Всего один день. Лишь одна ночь (сборник) - Форман Гейл 21 стр.


Но до экзаменов еще три недели, а мама уже капает мне на мозги с этой работой. Когда мы подъезжаем к высотному дому, где живет бабушка, я говорю ей, что все еще обдумываю варианты, и выскакиваю из машины, чтобы помочь папе достать чемоданы.

Это так странно. Моя мама – самый страшный человек, которого я знаю, но когда бабушка открывает дверь, она так съеживается, будто перед ней предстает огромный людоед, а не полутораметровая крашеная блондинка в желтом спортивном костюме и фартуке с надписью: «Поцелуй мешуга[40] повара». Бабушка стискивает меня в крепких объятиях, от нее пахнет «Шалимаром» и куриным жиром.

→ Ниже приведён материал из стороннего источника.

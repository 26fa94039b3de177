//! Format specifications for f-strings and `str.format`.

use crate::builtins::Keywords;
use crate::error::ScriptError;
use crate::options::ExecutionOptions;
use crate::value::{format_float, Value};
use chrono::format::{Item, StrftimeItems};
use rust_decimal::prelude::ToPrimitive;
use rust_decimal::{Decimal, RoundingStrategy};
use std::fmt::Write;

/// A parsed `[[fill]align][sign][#][0][width][grouping][.precision][type]`.
#[derive(Debug, Clone, PartialEq)]
struct Spec {
    fill: char,
    align: Option<char>,
    sign: char,
    alternate: bool,
    width: usize,
    grouping: Option<char>,
    precision: Option<usize>,
    kind: Option<char>,
}

impl Spec {
    fn parse(text: &str) -> Result<Self, ScriptError> {
        let chars: Vec<char> = text.chars().collect();
        let invalid = || ScriptError::value_error("Invalid format specifier");
        let mut spec = Spec {
            fill: ' ',
            align: None,
            sign: '-',
            alternate: false,
            width: 0,
            grouping: None,
            precision: None,
            kind: None,
        };
        let mut i = 0;

        let is_align = |c: &char| matches!(c, '<' | '>' | '=' | '^');
        if chars.get(1).is_some_and(is_align) {
            spec.fill = chars[0];
            spec.align = Some(chars[1]);
            i = 2;
        } else if chars.first().is_some_and(is_align) {
            spec.align = Some(chars[0]);
            i = 1;
        }

        if let Some(sign @ ('+' | '-' | ' ')) = chars.get(i) {
            spec.sign = *sign;
            i += 1;
        }
        if chars.get(i) == Some(&'#') {
            spec.alternate = true;
            i += 1;
        }
        if chars.get(i) == Some(&'0') {
            if spec.align.is_none() {
                spec.fill = '0';
                spec.align = Some('=');
            }
            i += 1;
        }

        let digits = |i: &mut usize| -> Result<Option<usize>, ScriptError> {
            let start = *i;
            while chars.get(*i).is_some_and(char::is_ascii_digit) {
                *i += 1;
            }
            if start == *i {
                return Ok(None);
            }
            let number: String = chars[start..*i].iter().collect();
            number.parse().map(Some).map_err(|_| ScriptError::value_error("Too many decimal digits in format string"))
        };

        spec.width = digits(&mut i)?.unwrap_or(0);
        if let Some(separator @ (',' | '_')) = chars.get(i) {
            spec.grouping = Some(*separator);
            i += 1;
        }
        if chars.get(i) == Some(&'.') {
            i += 1;
            spec.precision = Some(digits(&mut i)?.ok_or_else(|| ScriptError::value_error("Format specifier missing precision"))?);
        }
        if let Some(kind) = chars.get(i) {
            spec.kind = Some(*kind);
            i += 1;
        }
        if i < chars.len() {
            return Err(invalid());
        }
        Ok(spec)
    }

    fn unknown_code(&self, type_name: &str) -> ScriptError {
        ScriptError::value_error(format!(
            "Unknown format code '{}' for object of type '{}'",
            self.kind.unwrap_or(' '),
            type_name
        ))
    }
}

/// Applies `spec` the way the builtin `format(value, spec)` does.
pub fn format_value(value: &Value, spec: &str, limits: &ExecutionOptions) -> Result<String, ScriptError> {
    if spec.is_empty() {
        return Ok(value.to_string());
    }
    if let Value::Date(_) | Value::DateTime(_) = value {
        return strftime(value, spec);
    }

    let spec = Spec::parse(spec)?;
    limits.check_len(spec.width)?;
    if let Some(precision) = spec.precision {
        limits.check_len(precision)?;
    }

    match value {
        Value::Str(text) => {
            if !matches!(spec.kind, None | Some('s')) {
                return Err(spec.unknown_code("str"));
            }
            if spec.sign != '-' || spec.align == Some('=') {
                return Err(ScriptError::value_error("Sign not allowed in string format specifier"));
            }
            let text: String = match spec.precision {
                Some(precision) => text.chars().take(precision).collect(),
                None => text.to_string(),
            };
            Ok(pad(&spec, "", &text, '<'))
        }
        Value::Int(_) | Value::Bool(_) => {
            let n = value.as_int().unwrap_or(0);
            match spec.kind {
                None | Some('d') => number(&spec, n < 0, &group(&spec, &n.unsigned_abs().to_string())),
                Some(radix @ ('x' | 'X' | 'o' | 'b')) => {
                    let magnitude = n.unsigned_abs();
                    let (digits, prefix) = match radix {
                        'x' => (format!("{:x}", magnitude), "0x"),
                        'X' => (format!("{:X}", magnitude), "0X"),
                        'o' => (format!("{:o}", magnitude), "0o"),
                        _ => (format!("{:b}", magnitude), "0b"),
                    };
                    let body = if spec.alternate { format!("{}{}", prefix, digits) } else { digits };
                    number(&spec, n < 0, &body)
                }
                Some('e' | 'E' | 'f' | 'F' | 'g' | 'G' | '%') => float(&spec, n as f64),
                _ => Err(spec.unknown_code(&value.type_name())),
            }
        }
        Value::Float(f) => match spec.kind {
            Some('d' | 'x' | 'X' | 'o' | 'b' | 's') => Err(spec.unknown_code("float")),
            _ => float(&spec, *f),
        },
        Value::Decimal(d) => match spec.kind {
            Some('f' | 'F') => {
                let precision = spec.precision.unwrap_or(6).min(28) as u32;
                let rounded = d.round_dp_with_strategy(precision, RoundingStrategy::MidpointNearestEven);
                let body = format!("{:.*}", precision as usize, rounded.abs());
                number(&spec, d.is_sign_negative() && !rounded.is_zero(), &group(&spec, &body))
            }
            Some('%') => {
                let scaled = d
                    .checked_mul(Decimal::ONE_HUNDRED)
                    .ok_or_else(|| ScriptError::overflow("Decimal value too large to format"))?;
                let precision = spec.precision.unwrap_or(6).min(28) as u32;
                let rounded = scaled.round_dp_with_strategy(precision, RoundingStrategy::MidpointNearestEven);
                let body = format!("{:.*}%", precision as usize, rounded.abs());
                number(&spec, scaled.is_sign_negative() && !rounded.is_zero(), &group(&spec, &body))
            }
            None if spec.precision.is_none() => {
                number(&spec, d.is_sign_negative(), &group(&spec, &d.abs().to_string()))
            }
            Some('d' | 'x' | 'X' | 'o' | 'b' | 's') => Err(spec.unknown_code("Decimal")),
            _ => float(&spec, d.to_f64().unwrap_or(0.0)),
        },
        other => Err(ScriptError::type_error(format!(
            "unsupported format string passed to {}.__format__",
            other.type_name()
        ))),
    }
}
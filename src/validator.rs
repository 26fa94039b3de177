//! Grammar allowlist enforcement.
//!
//! The validator is the only thing standing between the parser's full
//! grammar and the evaluator, so it visits every node, operators included,
//! and stops at the first kind the host has not admitted.

use crate::ast::{Expr, FStringPart, NodeKind, Program, Stmt, Target};
use crate::error::{ScriptError, Span};
use std::collections::BTreeSet;

const REFERENCE_KINDS: &[NodeKind] = &[
    NodeKind::Module,
    NodeKind::Expr,
    NodeKind::Assign,
    NodeKind::AugAssign,
    NodeKind::Pass,
    NodeKind::If,
    NodeKind::IfExp,
    NodeKind::For,
    NodeKind::While,
    NodeKind::BinOp,
    NodeKind::UnaryOp,
    NodeKind::BoolOp,
    NodeKind::Compare,
    NodeKind::Call,
    NodeKind::Attribute,
    NodeKind::Name,
    NodeKind::Constant,
    NodeKind::FString,
    NodeKind::FormattedValue,
    NodeKind::List,
    NodeKind::Tuple,
    NodeKind::Set,
    NodeKind::Dict,
    NodeKind::And,
    NodeKind::Or,
    NodeKind::Not,
    NodeKind::Gt,
    NodeKind::GtE,
    NodeKind::Lt,
    NodeKind::LtE,
    NodeKind::Eq,
    NodeKind::NotEq,
    NodeKind::Is,
    NodeKind::IsNot,
    NodeKind::In,
    NodeKind::NotIn,
    NodeKind::Add,
    NodeKind::Sub,
    NodeKind::Mult,
    NodeKind::Div,
    NodeKind::FloorDiv,
    NodeKind::Mod,
    NodeKind::Pow,
    NodeKind::USub,
    NodeKind::UAdd,
];

/// The set of syntax elements a script may contain.
#[derive(Debug, Clone, PartialEq, Eq)]
pub struct AllowedNodes {
    kinds: BTreeSet<NodeKind>,
}

impl Default for AllowedNodes {
    fn default() -> Self {
        Self::from_kinds(REFERENCE_KINDS.iter().copied())
    }
}

impl AllowedNodes {
    pub fn from_kinds(kinds: impl IntoIterator<Item = NodeKind>) -> Self {
        Self {
            kinds: kinds.into_iter().collect(),
        }
    }

    pub fn with(mut self, kind: NodeKind) -> Self {
        self.kinds.insert(kind);
        self
    }

    pub fn without(mut self, kind: NodeKind) -> Self {
        self.kinds.remove(&kind);
        self
    }

    pub fn contains(&self, kind: NodeKind) -> bool {
        self.kinds.contains(&kind)
    }

    pub fn iter(&self) -> impl Iterator<Item = NodeKind> + '_ {
        self.kinds.iter().copied()
    }
}

/// Checks every node of `program` against `allowed`, in source order.
pub fn validate(program: &Program, allowed: &AllowedNodes) -> Result<(), ScriptError> {
    let validator = Validator { allowed };
    let module_span = program
        .statements
        .first()
        .map_or_else(|| Span::single(0, 1), |stmt| *stmt.span());
    validator.check(NodeKind::Module, &module_span)?;
    validator.statements(&program.statements)
}

struct Validator<'a> {
    allowed: &'a AllowedNodes,
}

impl<'a> Validator<'a> {
    fn check(&self, kind: NodeKind, span: &Span) -> Result<(), ScriptError> {
        if self.allowed.contains(kind) {
            Ok(())
        } else {
            Err(ScriptError::disallowed(*span, kind))
        }
    }

    fn statements(&self, statements: &[Stmt]) -> Result<(), ScriptError> {
        statements.iter().try_for_each(|stmt| self.statement(stmt))
    }

    fn statement(&self, stmt: &Stmt) -> Result<(), ScriptError> {
        self.check(stmt.kind(), stmt.span())?;

        match stmt {
            Stmt::Expression { expr, .. } => self.expression(expr),
            Stmt::Assign { targets, value, .. } => {
                for target in targets {
                    self.target(target)?;
                }
                self.expression(value)
            }
            Stmt::AugAssign {
                target,
                operator,
                value,
                span,
            } => {
                self.target(target)?;
                self.check(operator.kind(), span)?;
                self.expression(value)
            }
            Stmt::If { branches, else_branch, .. } => {
                for branch in branches {
                    self.expression(&branch.condition)?;
                    self.statements(&branch.body)?;
                }
                self.statements(else_branch)
            }
            Stmt::While {
                condition,
                body,
                orelse,
                ..
            } => {
                self.expression(condition)?;
                self.statements(body)?;
                self.statements(orelse)
            }
            Stmt::For {
                target,
                iterable,
                body,
                orelse,
                ..
            } => {
                self.target(target)?;
                self.expression(iterable)?;
                self.statements(body)?;
                self.statements(orelse)
            }
            Stmt::Pass { .. } | Stmt::Break { .. } | Stmt::Continue { .. } | Stmt::Unsupported { .. } => Ok(()),
        }
    }

    fn target(&self, target: &Target) -> Result<(), ScriptError> {
        self.check(target.kind(), target.span())?;

        match target {
            Target::Name { .. } => Ok(()),
            Target::Tuple { elements, .. } => elements.iter().try_for_each(|element| self.target(element)),
            Target::Attribute { object, .. } => self.expression(object),
            Target::Subscript { object, index, .. } => {
                self.expression(object)?;
                self.expression(index)
            }
        }
    }

    fn expression(&self, expr: &Expr) -> Result<(), ScriptError> {
        self.check(expr.kind(), expr.span())?;

        match expr {
            Expr::Literal { .. } | Expr::Variable { .. } => Ok(()),
            Expr::FString { parts, span } => {
                for part in parts {
                    match part {
                        FStringPart::Literal(_) => self.check(NodeKind::Constant, span)?,
                        FStringPart::Formatted {
                            expr,
                            format_spec,
                            span,
                            ..
                        } => {
                            self.check(NodeKind::FormattedValue, span)?;
                            self.expression(expr)?;
                            if format_spec.is_some() {
                                self.check(NodeKind::FString, span)?;
                                self.check(NodeKind::Constant, span)?;
                            }
                        }
                    }
                }
                Ok(())
            }
            Expr::Binary {
                left,
                operator,
                right,
                span,
            } => {
                self.expression(left)?;
                self.check(operator.kind(), span)?;
                self.expression(right)
            }
            Expr::Unary { operator, operand, span } => {
                self.check(operator.kind(), span)?;
                self.expression(operand)
            }
            Expr::Logical {
                left,
                operator,
                right,
                span,
            } => {
                self.check(operator.kind(), span)?;
                self.expression(left)?;
                self.expression(right)
            }
            Expr::Compare {
                left,
                operators,
                comparators,
                span,
            } => {
                self.expression(left)?;
                for operator in operators {
                    self.check(operator.kind(), span)?;
                }
                comparators.iter().try_for_each(|comparator| self.expression(comparator))
            }
            Expr::Ternary {
                condition,
                then_expr,
                else_expr,
                ..
            } => {
                self.expression(condition)?;
                self.expression(then_expr)?;
                self.expression(else_expr)
            }
            Expr::Call {
                callee,
                args,
                keywords,
                ..
            } => {
                self.expression(callee)?;
                for arg in args {
                    self.expression(arg)?;
                }
                for keyword in keywords {
                    self.check(NodeKind::Keyword, &keyword.span)?;
                    self.expression(&keyword.value)?;
                }
                Ok(())
            }
            Expr::Attribute { object, .. } => self.expression(object),
            Expr::Subscript { object, index, .. } => {
                self.expression(object)?;
                self.expression(index)
            }
            Expr::Slice { lower, upper, step, .. } => [lower, upper, step]
                .into_iter()
                .flatten()
                .try_for_each(|bound| self.expression(bound)),
            Expr::List { elements, .. } | Expr::Tuple { elements, .. } | Expr::Set { elements, .. } => {
                elements.iter().try_for_each(|element| self.expression(element))
            }
            Expr::Dict { pairs, .. } => pairs.iter().try_for_each(|(key, value)| {
                self.expression(key)?;
                self.expression(value)
            }),
            Expr::Unsupported { children, .. } => children.iter().try_for_each(|child| self.expression(child)),
        }
    }
}

#[cfg(test)]
mod tests {
    use super::*;
    use crate::error::ErrorKind;
    use crate::parser::parse;
    use pretty_assertions::assert_eq;

    fn check(source: &str, allowed: &AllowedNodes) -> Result<(), ScriptError> {
        validate(&parse(source).unwrap(), allowed)
    }

    fn rejected_kind(source: &str) -> String {
        let error = check(source, &AllowedNodes::default()).unwrap_err();
        assert_eq!(error.kind, ErrorKind::Disallowed);
        error.message
    }

    #[test]
    fn reference_allowlist_accepts_the_core_language() {
        let source = "\
total = 0
for n in [1, 2, 3]:
    if n % 2 == 0 and not n is None:
        total += n ** 2
    else:
        pass
label = f'{total:>4}' if total > 0 else str(-total)
result = {'total': total, 'label': label, 'tags': {1, 2}, 'pair': (1, 2.5)}
";
        assert!(check(source, &AllowedNodes::default()).is_ok());
    }

    #[test]
    fn rejected_constructs_are_named() {
        let cases = [
            ("import os", "Import"),
            ("def f():\n    pass", "FunctionDef"),
            ("f = lambda x: x", "Lambda"),
            ("try:\n    pass\nexcept:\n    pass", "Try"),
            ("x = [1][0]", "Subscript"),
            ("x = sorted([1], reverse=True)", "Keyword"),
            ("for i in [1]:\n    break", "Break"),
            ("x = [i for i in [1]]", "Comprehension"),
            ("x = 1 ^ 2", "BitXor"),
            ("x = ~1", "Invert"),
            ("x |= 1", "BitOr"),
        ];
        for (source, kind) in cases {
            assert_eq!(rejected_kind(source), format!("disallowed syntax element `{}`", kind), "{}", source);
        }
    }

    #[test]
    fn first_violation_in_source_order_wins() {
        let error = check("x = 1\ny = 2 & 3\nimport os", &AllowedNodes::default()).unwrap_err();
        assert!(error.message.contains("BitAnd"));
        assert_eq!(error.line(), Some(2));
    }

    #[test]
    fn hosts_can_narrow_and_widen_the_set() {
        let narrow = AllowedNodes::default().without(NodeKind::While);
        let error = check("while False:\n    pass", &narrow).unwrap_err();
        assert!(error.message.contains("While"));

        let wide = AllowedNodes::default().with(NodeKind::Subscript).with(NodeKind::Slice);
        assert!(check("x = [1, 2, 3][1:]", &wide).is_ok());
        assert!(!wide.contains(NodeKind::Import));
    }

    #[test]
    fn empty_allowlist_rejects_the_module() {
        let error = check("x = 1", &AllowedNodes::from_kinds([])).unwrap_err();
        assert!(error.message.contains("Module"));
    }
}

– Элли! Дай я на тебя посмотрю! Ты что-то необычное с волосами сделала! Я видела фотографии на «Фейсбуке»!

– Ты пользуешься «Фейсбуком»? – спрашивает мама.

– Мы с Элли там друзья, да? – бабушка подмигивает мне.

У мамы кривится лицо. Не знаю почему – из-за того, что мы с бабушкой дружим на «Фейсбуке», или потому что она настойчиво сокращает мое имя.

Мы входим. На диване в цветочек спит бабушкин друг Фил. Перед ним стоит огромный телевизор, где на полной громкости идет баскетбольный матч.

Бабушка касается моих волос. Они сейчас до плеч. С лета я не стриглась.

– Раньше были короче, – говорю я. – А теперь серединка на половинку.

– Сейчас лучше. Боб был просто ужасный! – говорит мама.

– Мам, но это был боб, а не ирокез.

– Я знаю, что это было. Но ты выглядела как мальчишка.

Я поворачиваюсь к бабушке.

– Мама перенесла какую-то детскую травму из-за стрижки? Она все никак забыть об этом не может.

Бабушка всплескивает руками.

– Знаешь, Элли, возможно, ты права. Когда ей было десять, она посмотрела «Ребенка Розмари»[41] и умоляла меня сводить ее в детскую парикмахерскую. Она заставляла отстригать волосы все короче и короче, пока совсем ничего не осталась, и, когда мы выходили, чья-то мама показала на нее, сказав своему сыну: «Не подстричь ли нам и тебя как этого милого мальчика?» Она с улыбкой смотрит на маму. – Эл, я и не знала, что ты так из-за этого расстроилась.

– Я не расстроилась, мама, потому что этого не было. Я не смотрела этого фильма. А если бы и смотрела – он совершенно не подходит для десятилетнего ребенка.

– Я могу показать фотографии!

– Нет необходимости.

Бабушка осматривает мамину голову.

– Знаешь, может, тебе снова попробовать сделать пикси? Мне кажется, ты не меняла прическу с тех пор, как Клинтон стал президентом, – бабушка снова ехидно ухмыляется.

Мама касается рукой волос – они у нее прямые, каштановые, собраны в низкий хвост – и как будто бы становится еще на пару сантиметров ниже. Бабушка решает на этом оставить ее и тащит меня в кухню.

– Печенья хочешь? У меня есть макаруны.

– Макаруны – это не печенье, бабуль. Это кокосовые заменители печенья. Они отвратительны. – Во время Пасхи у бабушки ничего мучного в доме нет.

– Тогда посмотрим, что есть еще, – я иду за ней в кухню. Она наливает мне диетического лимонада. – Твоей маме так сложно приходится, – говорит она. Когда мама не рядом, бабушка относится к ней с сочувствием, даже почти защищает, как будто это я на нее наезжала.

– Не понимаю. Она же забот не знает.

– Забавно, она то же самое говорит о тебе и считает, что ты неблагодарна, – бабушка проверяет духовку. – Ей сложно приспособиться к твоему отсутствию. У нее, кроме тебя, ничего нет.

Мне становится нехорошо. Я снова расстраиваю маму.

Бабушка ставит передо мной тарелку этих кошмарных мармеладок, перед которыми я никогда не могу устоять.

– Я говорила ей, что надо завести еще одного ребенка, чтобы было чем себя занять.

Я делаю глоток лимонада.

– Ей сорок семь.

– Можно усыновить, – отвечает бабушка, махнув рукой. – Какую-нибудь сиротку из Китая. У Люси Розенбаум теперь очень симпатичная китайская внучка.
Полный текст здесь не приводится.